Redacción Médica
19 de julio de 2018 | Actualizado: Jueves a las 11:40
Conocimiento > Formación

El 40% de las MIR que se quedan embarazadas se plantea dejar la residencia

El 30% desanimarían a las estudiantes de Medicina de que realizasen una carrera quirúrgica

La encuesta se realizó sobre 347 cirujanas generales.
El 40% de las MIR que se quedan embarazadas se plantea dejar la residencia
Redacción
Sábado, 31 de marzo de 2018, a las 11:00
Quedarse embarazada durante la residencia no es fácil, y así lo revela una encuesta estadounidense realizada a 347 cirujanas generales que tuvieron uno o más embarazados durante esta fase. Entre los factores que dificultaron su situación, las mujeres participantes resaltaban el estigma asociado a la gestación durante el periodo de formación y una lactancia y apoyo al cuidado del bebé inadecuados. Todos estos y otros factores se traducen en que un 39 por ciento de las participantes consideraron, de manera seria, dejar su residencia, mientras que el 30 por ciento confesaron que no recomendarían a una estudiante de Medicina derivar su carrera hacia la Cirugía General

El estudio, que ha sido publicado en Jama Surgery, se ha hecho a partir de una encuesta que incluía 74 preguntas que fueron distribuidas electrónicamente a miembros de la Asociación de Mujeres Cirujanas, de la Asociación del Programa de Doctores en Cirugía y en redes sociales. Fueron incluidas las cirujanas que tuvieron al menos un embarazo durante el programa estadounidense de residencia de Cirugía General que hubieran completado su formación en el año 2007 o posteriormente.

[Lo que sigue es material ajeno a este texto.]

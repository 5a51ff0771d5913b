//! Materialization module loader (C12).
//!
//! The actual "make a directory exist for this name" policy is pluggable:
//! it lives in a dynamically loaded shared object exposing four C symbols
//! (`module_init`, `module_dir`, `module_dowork`, `module_clean`). This
//! mirrors the original's `libltdl`-based loader with `libloading`, the
//! crate the rest of this corpus reaches for when it needs `dlopen`.
//!
//! Before loading, the module file is checked the way the original's
//! `module_check()` does: must be a regular file, not owned by anyone but
//! root, and not world-writable — loading an untrusted `.so` as root is
//! the single riskiest thing this daemon does.

use std::ffi::{CStr, CString};
use std::os::raw::{c_char, c_int};
use std::os::unix::fs::MetadataExt;
use std::path::{Path, PathBuf};

use libloading::{Library, Symbol};

use crate::error::ModuleError;

/// Last three digits are minor, remaining digits are major — matches the
/// original's `MODULE_PROTOCOL_SUPPORTED`.
const MODULE_PROTOCOL_SUPPORTED: i32 = 1001;

#[repr(C)]
struct ModuleInfoRaw {
    name: *const c_char,
    protocol: c_int,
}

type ModuleInitFn = unsafe extern "C" fn(subopt: *mut c_char, autofs_root: *const c_char) -> *const ModuleInfoRaw;
type ModuleDirFn = unsafe extern "C" fn(path: *mut c_char, size: c_int, name: *const c_char);
type ModuleDoworkFn =
    unsafe extern "C" fn(name: *const c_char, autofs_root: *const c_char, rpath: *mut c_char, size: c_int) -> c_int;
type ModuleCleanFn = unsafe extern "C" fn();

const PATH_BUF_SIZE: usize = 4096;

/// A loaded materialization module. Must outlive any `CString` produced
/// by calls into it; the library is `dlclose`d (after `module_clean()`)
/// on drop.
pub struct Module {
    // Kept alive for the lifetime of the resolved symbols below; never
    // read directly once loaded.
    _lib: Library,
    init: ModuleInitFn,
    dir: ModuleDirFn,
    dowork: ModuleDoworkFn,
    clean: ModuleCleanFn,
    name: String,
}

impl Module {
    /// Validate, load, and initialize the module at `path`, passing
    /// `subopt` (the `-o` suboption string, if any) and `autofs_root`
    /// (the mount point) to `module_init`.
    pub fn load(path: &Path, subopt: Option<&str>, autofs_root: &str) -> Result<Self, ModuleError> {
        check_module_file(path)?;

        // SAFETY: `path` has just been verified to be a regular,
        // root-owned, non-world-writable file.
        let lib = unsafe { Library::new(path) }?;

        let init: ModuleInitFn = unsafe { resolve(&lib, "module_init")? };
        let dir: ModuleDirFn = unsafe { resolve(&lib, "module_dir")? };
        let dowork: ModuleDoworkFn = unsafe { resolve(&lib, "module_dowork")? };
        let clean: ModuleCleanFn = unsafe { resolve(&lib, "module_clean")? };

        let mut subopt_buf = subopt.map(|s| CString::new(s).unwrap_or_default().into_bytes_with_nul());
        let subopt_ptr = subopt_buf
            .as_mut()
            .map(|b| b.as_mut_ptr() as *mut c_char)
            .unwrap_or(std::ptr::null_mut());
        let root_c = CString::new(autofs_root).unwrap_or_default();

        // SAFETY: all four symbols were just resolved from the loaded
        // library and match the ABI the module contract defines.
        let info = unsafe { init(subopt_ptr, root_c.as_ptr()) };
        if info.is_null() {
            return Err(ModuleError::InitFailed);
        }
        let info = unsafe { &*info };

        if info.protocol != MODULE_PROTOCOL_SUPPORTED {
            return Err(ModuleError::ProtocolMismatch {
                got: info.protocol as u32,
                want: MODULE_PROTOCOL_SUPPORTED as u32,
            });
        }
        if info.name.is_null() {
            return Err(ModuleError::EmptyName);
        }
        let name = unsafe { CStr::from_ptr(info.name) }.to_string_lossy().into_owned();
        if name.is_empty() {
            return Err(ModuleError::EmptyName);
        }

        log::info!("module {} loaded from {}", name, path.display());

        Ok(Self {
            _lib: lib,
            init,
            dir,
            dowork,
            clean,
            name,
        })
    }

    pub fn name(&self) -> &str {
        &self.name
    }

    /// Where the module would materialize `name` as a directory, before
    /// any actual work is done — used to create the mountpoint itself.
    pub fn dir(&self, name: &str) -> PathBuf {
        let name_c = CString::new(name).unwrap_or_default();
        let mut buf = vec![0u8; PATH_BUF_SIZE];
        // SAFETY: `buf` is sized and the module writes at most `size`
        // bytes including the terminator, per the module ABI contract.
        unsafe {
            (self.dir)(buf.as_mut_ptr() as *mut c_char, buf.len() as c_int, name_c.as_ptr());
        }
        let nul = buf.iter().position(|&b| b == 0).unwrap_or(buf.len());
        buf.truncate(nul);
        PathBuf::from(String::from_utf8_lossy(&buf).into_owned())
    }

    /// Do whatever work is needed to materialize `name` under
    /// `autofs_root`, returning the real path to bind-mount on success.
    pub fn dowork(&self, name: &str, autofs_root: &str) -> Option<PathBuf> {
        let name_c = CString::new(name).unwrap_or_default();
        let root_c = CString::new(autofs_root).unwrap_or_default();
        let mut buf = vec![0u8; PATH_BUF_SIZE];
        // SAFETY: same buffer contract as `dir`.
        let ok = unsafe {
            (self.dowork)(
                name_c.as_ptr(),
                root_c.as_ptr(),
                buf.as_mut_ptr() as *mut c_char,
                buf.len() as c_int,
            )
        };
        if ok == 0 {
            return None;
        }
        let nul = buf.iter().position(|&b| b == 0).unwrap_or(buf.len());
        buf.truncate(nul);
        Some(PathBuf::from(String::from_utf8_lossy(&buf).into_owned()))
    }
}

impl Drop for Module {
    fn drop(&mut self) {
        // SAFETY: module_clean takes no arguments and must be callable
        // any number of times before the library is unloaded.
        unsafe { (self.clean)() };
    }
}

unsafe fn resolve<T: Copy>(lib: &Library, name: &'static str) -> Result<T, ModuleError> {
    let sym: Symbol<T> = lib.get(name.as_bytes()).map_err(|_| ModuleError::MissingSymbol(name))?;
    Ok(*sym)
}

fn check_module_file(path: &Path) -> Result<(), ModuleError> {
    let meta = std::fs::metadata(path).map_err(|_| ModuleError::NotRegularFile(path.to_path_buf()))?;
    if !meta.is_file() {
        return Err(ModuleError::NotRegularFile(path.to_path_buf()));
    }
    if meta.mode() & 0o002 != 0 {
        return Err(ModuleError::WorldWritable(path.to_path_buf()));
    }
    if meta.uid() != 0 {
        return Err(ModuleError::NotOwnedByRoot(path.to_path_buf()));
    }
    Ok(())
}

El estudio incluyó a 347 cirujanas con una media de 30,5 años que habían tenido, entre todas, 452 embarazos. Un total de 297 mujeres (85,6 por ciento) trabajaron sin modificar su horario hasta el nacimiento del bebé, mientras que 220 (63,6 por ciento) estaban preocupadas por que su horario de trabajo afectara de forma negativa a su salud o a la del bebé.

Falta de apoyo a la lactancia

Además, 251 mujeres (78,4 por ciento) solicitaron una baja por maternidad de 6 semanas o menos, y 250 (72 por ciento) percibieron que la duración de esta ausencia era inadecuada. Asimismo, la lactancia fue considerada como  importante para 329 de las residentes (95,6 por ciento), pero 200 (58,1 por ciento) tuvieron que detenerla antes de lo que deseaban debido a un acceso deficiente a las instalaciones de lactancia y a los desafíos que suponía salir de la sala de operaciones para extraer la leche.


El 29% de las encuestadas no recomendarían Cirugía General a mujeres


Sesenta y cuatro mujeres (18,4 por ciento) contaban con apoyo institucional para el cuidado de sus hijos, y 231 (66,8 por ciento) mostraron su deseo de que hubiese una mejor conciliación entre la carrera quirúrgica con la maternidad y el embarazo. Un total de 135 (39 por ciento) consideraron de manera muy seria abandonar la residencia en Cirugía General, y 102 (29,5 por ciento) desanimarían a las estudiantes de Medicina a que realizasen una carrera quirúrgica, específicamente por las dificultades de equilibrar el embarazo y la maternidad con la formación.

"El estudio actual encontró que las mujeres que tienen hijos durante la residencia pueden tener un riesgo particularmente alto de deseo de abandonar la residencia. Las diferencias en las prioridades entre hombres y mujeres pueden explicar que exista un mayor riesgo de desgaste entre las madres primerizas y que las cirujeras inviertan casi el doble de horas -perdiéndose más actividades laborales- en sus obligaciones maternales que sus compañeros masculinos", aseguran los autores del estudio. 

Discriminación de género

Los autores también recalcan que, aunque casi la mitad de los graduados de las facultades de Medicina estadounidenses son mujeres, ellas son menos propensas a elegir Cirugía General. "Las causas de esta discrepancia de género incluyen la falta de modelos femeninos, la discriminación de género y las preocupaciones sobre el embarazo y el cuidado de los niños", explican. 

"Los múltiples desafíos a los que se enfrentan las residentes de Cirugía General embarazadas pueden influir negativamente en la satisfacción profesional, por lo que deben abordarse para atraer y retener a las sanitarias más talentosas", consideran los autores.